=== Begin Enclosure ===

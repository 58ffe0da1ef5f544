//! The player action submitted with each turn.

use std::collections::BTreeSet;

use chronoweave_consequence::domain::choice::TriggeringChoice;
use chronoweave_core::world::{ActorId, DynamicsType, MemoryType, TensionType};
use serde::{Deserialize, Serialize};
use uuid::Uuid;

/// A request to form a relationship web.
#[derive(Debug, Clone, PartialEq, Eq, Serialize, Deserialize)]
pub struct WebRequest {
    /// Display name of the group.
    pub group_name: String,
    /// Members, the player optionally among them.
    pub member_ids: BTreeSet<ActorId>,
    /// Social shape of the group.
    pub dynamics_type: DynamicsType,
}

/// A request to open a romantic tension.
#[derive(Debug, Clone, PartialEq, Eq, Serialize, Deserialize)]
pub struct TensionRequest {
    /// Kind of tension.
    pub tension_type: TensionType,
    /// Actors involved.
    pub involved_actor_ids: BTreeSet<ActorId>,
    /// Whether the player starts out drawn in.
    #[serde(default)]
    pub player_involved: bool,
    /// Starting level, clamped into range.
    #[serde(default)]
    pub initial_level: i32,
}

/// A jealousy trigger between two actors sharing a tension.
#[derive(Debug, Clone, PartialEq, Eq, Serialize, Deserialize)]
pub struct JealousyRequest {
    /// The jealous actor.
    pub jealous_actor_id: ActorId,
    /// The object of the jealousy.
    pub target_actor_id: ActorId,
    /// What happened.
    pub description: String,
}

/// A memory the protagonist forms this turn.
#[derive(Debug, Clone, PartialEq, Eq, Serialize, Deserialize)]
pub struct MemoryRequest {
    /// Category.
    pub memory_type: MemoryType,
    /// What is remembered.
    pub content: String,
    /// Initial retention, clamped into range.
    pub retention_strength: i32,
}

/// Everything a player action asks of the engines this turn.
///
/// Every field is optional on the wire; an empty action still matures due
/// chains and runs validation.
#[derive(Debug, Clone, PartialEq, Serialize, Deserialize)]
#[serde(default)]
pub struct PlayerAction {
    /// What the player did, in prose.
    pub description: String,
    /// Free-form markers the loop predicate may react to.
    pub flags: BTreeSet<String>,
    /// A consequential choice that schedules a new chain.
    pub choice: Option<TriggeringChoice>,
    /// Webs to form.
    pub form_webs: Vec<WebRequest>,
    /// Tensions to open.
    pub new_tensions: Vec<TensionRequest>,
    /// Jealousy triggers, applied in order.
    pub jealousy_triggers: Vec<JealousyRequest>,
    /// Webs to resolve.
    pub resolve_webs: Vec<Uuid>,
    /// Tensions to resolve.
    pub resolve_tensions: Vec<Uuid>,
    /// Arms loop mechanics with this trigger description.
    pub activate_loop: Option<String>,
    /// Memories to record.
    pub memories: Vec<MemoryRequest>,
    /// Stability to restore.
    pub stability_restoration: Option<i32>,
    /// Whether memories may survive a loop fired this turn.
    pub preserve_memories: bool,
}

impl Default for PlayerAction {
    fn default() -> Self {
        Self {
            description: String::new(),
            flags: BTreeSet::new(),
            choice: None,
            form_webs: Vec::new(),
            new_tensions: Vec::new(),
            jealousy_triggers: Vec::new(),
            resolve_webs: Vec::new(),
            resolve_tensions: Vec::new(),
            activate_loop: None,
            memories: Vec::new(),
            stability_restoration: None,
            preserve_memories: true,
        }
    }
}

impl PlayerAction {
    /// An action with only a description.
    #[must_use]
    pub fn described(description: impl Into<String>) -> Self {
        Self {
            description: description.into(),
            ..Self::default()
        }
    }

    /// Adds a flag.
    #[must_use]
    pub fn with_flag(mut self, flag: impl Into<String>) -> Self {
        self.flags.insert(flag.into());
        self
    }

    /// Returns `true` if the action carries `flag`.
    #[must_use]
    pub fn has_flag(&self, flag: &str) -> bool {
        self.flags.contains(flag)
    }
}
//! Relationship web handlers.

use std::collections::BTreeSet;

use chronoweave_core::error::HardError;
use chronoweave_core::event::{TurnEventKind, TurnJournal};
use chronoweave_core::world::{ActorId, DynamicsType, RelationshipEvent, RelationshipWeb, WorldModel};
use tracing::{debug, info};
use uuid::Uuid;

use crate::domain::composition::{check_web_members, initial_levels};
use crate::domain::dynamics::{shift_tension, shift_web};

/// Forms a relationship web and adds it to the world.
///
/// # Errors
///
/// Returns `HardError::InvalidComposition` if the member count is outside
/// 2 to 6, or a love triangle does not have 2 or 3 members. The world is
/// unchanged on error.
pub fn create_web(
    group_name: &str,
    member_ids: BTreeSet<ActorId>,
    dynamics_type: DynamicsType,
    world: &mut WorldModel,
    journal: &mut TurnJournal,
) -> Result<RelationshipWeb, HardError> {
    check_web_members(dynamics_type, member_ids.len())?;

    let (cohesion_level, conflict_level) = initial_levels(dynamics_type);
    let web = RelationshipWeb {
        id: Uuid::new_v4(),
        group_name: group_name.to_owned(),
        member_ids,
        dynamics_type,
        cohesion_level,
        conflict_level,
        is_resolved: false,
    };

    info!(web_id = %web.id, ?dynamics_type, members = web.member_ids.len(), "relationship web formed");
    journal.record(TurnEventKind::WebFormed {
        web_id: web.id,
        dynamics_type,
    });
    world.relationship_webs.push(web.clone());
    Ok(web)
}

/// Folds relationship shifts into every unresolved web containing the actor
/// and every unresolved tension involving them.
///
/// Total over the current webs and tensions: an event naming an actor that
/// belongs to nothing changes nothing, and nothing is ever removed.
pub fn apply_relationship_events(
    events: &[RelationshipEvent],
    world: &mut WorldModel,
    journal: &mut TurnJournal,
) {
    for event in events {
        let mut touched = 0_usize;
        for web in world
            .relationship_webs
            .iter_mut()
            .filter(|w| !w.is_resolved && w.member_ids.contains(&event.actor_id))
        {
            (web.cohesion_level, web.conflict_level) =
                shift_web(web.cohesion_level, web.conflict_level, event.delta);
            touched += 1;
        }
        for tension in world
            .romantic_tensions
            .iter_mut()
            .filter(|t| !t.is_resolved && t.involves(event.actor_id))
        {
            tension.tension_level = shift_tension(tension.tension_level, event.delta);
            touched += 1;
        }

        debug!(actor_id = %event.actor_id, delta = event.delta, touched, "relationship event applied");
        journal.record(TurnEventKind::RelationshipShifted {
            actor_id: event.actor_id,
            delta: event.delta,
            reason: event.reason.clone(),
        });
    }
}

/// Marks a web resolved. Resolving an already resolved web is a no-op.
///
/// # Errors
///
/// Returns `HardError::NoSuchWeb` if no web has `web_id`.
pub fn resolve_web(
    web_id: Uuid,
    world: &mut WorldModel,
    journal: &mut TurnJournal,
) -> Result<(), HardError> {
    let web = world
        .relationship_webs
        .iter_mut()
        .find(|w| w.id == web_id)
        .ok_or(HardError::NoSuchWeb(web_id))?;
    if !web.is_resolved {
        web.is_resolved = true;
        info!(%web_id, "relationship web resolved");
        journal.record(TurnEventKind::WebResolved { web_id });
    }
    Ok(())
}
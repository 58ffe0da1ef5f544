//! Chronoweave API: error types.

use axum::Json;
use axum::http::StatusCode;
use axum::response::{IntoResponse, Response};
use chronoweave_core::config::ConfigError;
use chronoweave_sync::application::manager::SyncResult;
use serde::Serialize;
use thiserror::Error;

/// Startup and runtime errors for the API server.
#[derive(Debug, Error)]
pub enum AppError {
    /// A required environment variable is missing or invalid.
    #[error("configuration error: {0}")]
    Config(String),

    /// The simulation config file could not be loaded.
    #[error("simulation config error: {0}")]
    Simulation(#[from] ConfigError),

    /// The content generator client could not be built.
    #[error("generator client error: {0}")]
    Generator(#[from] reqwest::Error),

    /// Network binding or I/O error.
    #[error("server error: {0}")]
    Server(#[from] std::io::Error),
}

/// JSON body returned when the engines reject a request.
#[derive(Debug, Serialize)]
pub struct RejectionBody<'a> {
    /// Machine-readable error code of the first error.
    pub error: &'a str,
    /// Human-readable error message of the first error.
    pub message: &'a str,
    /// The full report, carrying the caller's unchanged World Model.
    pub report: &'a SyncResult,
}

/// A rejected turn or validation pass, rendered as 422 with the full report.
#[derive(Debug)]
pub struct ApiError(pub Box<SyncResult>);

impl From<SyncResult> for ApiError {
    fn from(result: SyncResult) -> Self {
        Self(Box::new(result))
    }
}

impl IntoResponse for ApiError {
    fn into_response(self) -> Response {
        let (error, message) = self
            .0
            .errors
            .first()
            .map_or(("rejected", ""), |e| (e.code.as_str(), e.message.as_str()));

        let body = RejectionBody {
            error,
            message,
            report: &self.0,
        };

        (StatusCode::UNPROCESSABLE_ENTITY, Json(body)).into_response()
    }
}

=== End Enclosure ===

Each line holding "that" in the records should be copied out.

    /// A consequential choice that schedules a new chain.
/// Total over the current webs and tensions: an event naming an actor that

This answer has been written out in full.